Soleil vert

Couverture Soleil vert

Titre :

Titre VO : Make room ! Make room ! 

Auteur: Harry Harrison

Traducteur: Sébastien Guillot

Editeur: J'ai lu

ISBN : 9782290079416

Pages : 347

Date de publication française : 9 mai 2016

Résumé :  New York — Août 1999. Au milieu d'une population de trente-cinq millions d'hommes qui a retrouvé les Fléaux et les Grandes Peurs du Moyen Age, un jeune policier, Andrew Rusch, recherche l'auteur du meurtre de Mike O'Brien, un des gros bonnets du marché noir. Mais pourquoi poursuivre un criminel quand on sait que la victime méritait mille fois la mort ? Comment faire respecter la « loi et l'ordre » quand on est soi-même talonné par la solitude, l'angoisse et le désespoir ? Au cours d'une enquête mouvementée, alors qu'à la veille de l'an 2000 la ville est infestée par les Prophètes du Malheur, Andrew Rusch va découvrir sur quoi se fonde la Puissance des Maîtres du Futur.

Du même auteur : Le monde de la mort, Ratinox, 3 nouvelles de l'an 2000, L'univers captif, Prométhée en orbite

Début du livre :"En décembre 1950, le Président des Etats-Unis, Dwight D. Eisenhower déclarait "Aussi longtemps que je serai là, ce gouvernement n'aura pas de doctrine politique ferme sur le problème du contrôle des naissances. Ce n'est pas notre affaire." Depuis cette époque, ça n'a été l'affaire d'aucun autre gouvernement américain."

Je vais commencer par une évidence : Soleil vert est un classique.

Tout comme un épisode de Columbo, nous savons directement qui est l’assassin. Cela n’enlève rien à l’histoire. On suit les aventures d’Andy, ses doutes, son histoire d’amour, ses désirs. Il ne comprend pas pourquoi ce meurtre est-il si important alors qu’il y en a des dizaines par jour qui passe à la trappe. Cette enquête n’est qu’un prétexte de l’auteur pour nous offrir sa vision bien pessimiste de l’avenir.

Ce roman est une dystopie qui prend pour thème la crise écologique.
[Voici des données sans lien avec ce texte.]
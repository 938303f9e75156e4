//! Stats command for bucketed daily/weekly/monthly summaries.

use std::io::Write;

use anyhow::{Context, Result};
use chrono::TimeZone;
use tw_core::clock::{Clock, format_minutes_label, seconds_to_minutes};
use tw_core::stats::{ActivityRow, StatsReport};
use tw_core::{Period, StatsEngine};
use tw_db::Database;

pub fn run<W, C, Tz>(
    writer: &mut W,
    db: &Database,
    clock: C,
    tz: Tz,
    period: Period,
    offset: u32,
    json: bool,
) -> Result<()>
where
    W: Write,
    C: Clock,
    Tz: TimeZone,
{
    let report = StatsEngine::new(db, clock, tz)
        .stats(period, offset)
        .context("failed to compute stats")?;
    if json {
        serde_json::to_writer_pretty(&mut *writer, &report).context("failed to serialize stats")?;
        writeln!(writer)?;
        return Ok(());
    }
    write_report(writer, &report)
}

fn write_report<W: Write>(writer: &mut W, report: &StatsReport) -> Result<()> {
    let title = match report.period {
        Period::Daily => "Daily",
        Period::Weekly => "Weekly",
        Period::Monthly => "Monthly",
    };
    writeln!(writer, "{title} stats (offset {})", report.offset)?;
    writeln!(writer)?;
    writeln!(writer, "{:<9} {:>9} {:>9}", "Unit", "Tracked", "Inactive")?;
    for (index, unit) in report.units.iter().enumerate() {
        writeln!(
            writer,
            "{:<9} {:>9} {:>9}",
            unit.label,
            format_minutes_label(report.tracked[index]),
            format_minutes_label(report.inactivity[index]),
        )?;
    }
    writeln!(
        writer,
        "{:<9} {:>9}",
        "Total",
        format_minutes_label(seconds_to_minutes(report.total_seconds()))
    )?;

    writeln!(writer)?;
    if report.table.is_empty() {
        writeln!(writer, "No sessions in this window.")?;
    } else {
        writeln!(writer, "By activity:")?;
        for row in &report.table {
            write_row(writer, row)?;
        }
    }

    let mut hints = Vec::new();
    if report.has_prev {
        hints.push(format!("older: --offset {}", report.offset + 1));
    }
    if report.has_next {
        hints.push(format!("newer: --offset {}", report.offset - 1));
    }
    if !hints.is_empty() {
        writeln!(writer)?;
        writeln!(writer, "{}", hints.join(", "))?;
    }
    Ok(())
}

fn write_row<W: Write>(writer: &mut W, row: &ActivityRow) -> Result<()> {
    let priority = row.priority.map_or("-", |p| p.as_str());
    writeln!(
        writer,
        "  {:<20} {:<7} {:>8} {:>4}%",
        row.label, priority, row.total_formatted, row.percent
    )?;
    Ok(())
}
L’auteur veut pointer du doigt les dérives d’un système qui amène l’homme vers son propre trépas. La surpopulation, l’absence de vivres, le rationnement, le soleil qui tape : tout cela nous offre une toile de fond bien déprimante qui nous met tout de suite dans l’ambiance. L’univers post apocalyptique qui nous est décrit peut être qualifié de visionnaire. Ce livre a été écrit en 1966 et il est toujours d’actualité. L’action se passe à la veille de l’an 2000, date qui a toujours fait frémir quand on l’évoquait.

Le plus gros reproche que j’ai à faire sur ce roman concerne sa fin. Elle nous laisse sur le carreau. C’est dommage. Mais mon jugement est peut être biaisé par le film.

"Rien n'est jamais si simple quand il s'agit de trouver une réponse. Tout le monde a un avis sur tout, et tout le monde l'estime meilleur que celui des autres. C'est toute l'histoire de la race humaine."

Le pour

  • Histoire toujours d'actualité
  • Visionnaire

  • Ecriture agréable

Le contre?

  • Trop court
  • Nous laisse sur notre fin

 

Pour conclure,

Ne vous attendez pas à retrouver le film dans cet ouvrage (qui d’ailleurs se passe en 2022). Il est tellement différent qu’on se demande si les scénaristes ont lu le roman. Harry Harrison fut si déçu de cette expérience qu’il refusa par la suite que ces romans soient adaptés au cinéma.

Ma note : 4/5

Let's go pour une prochaine lecture!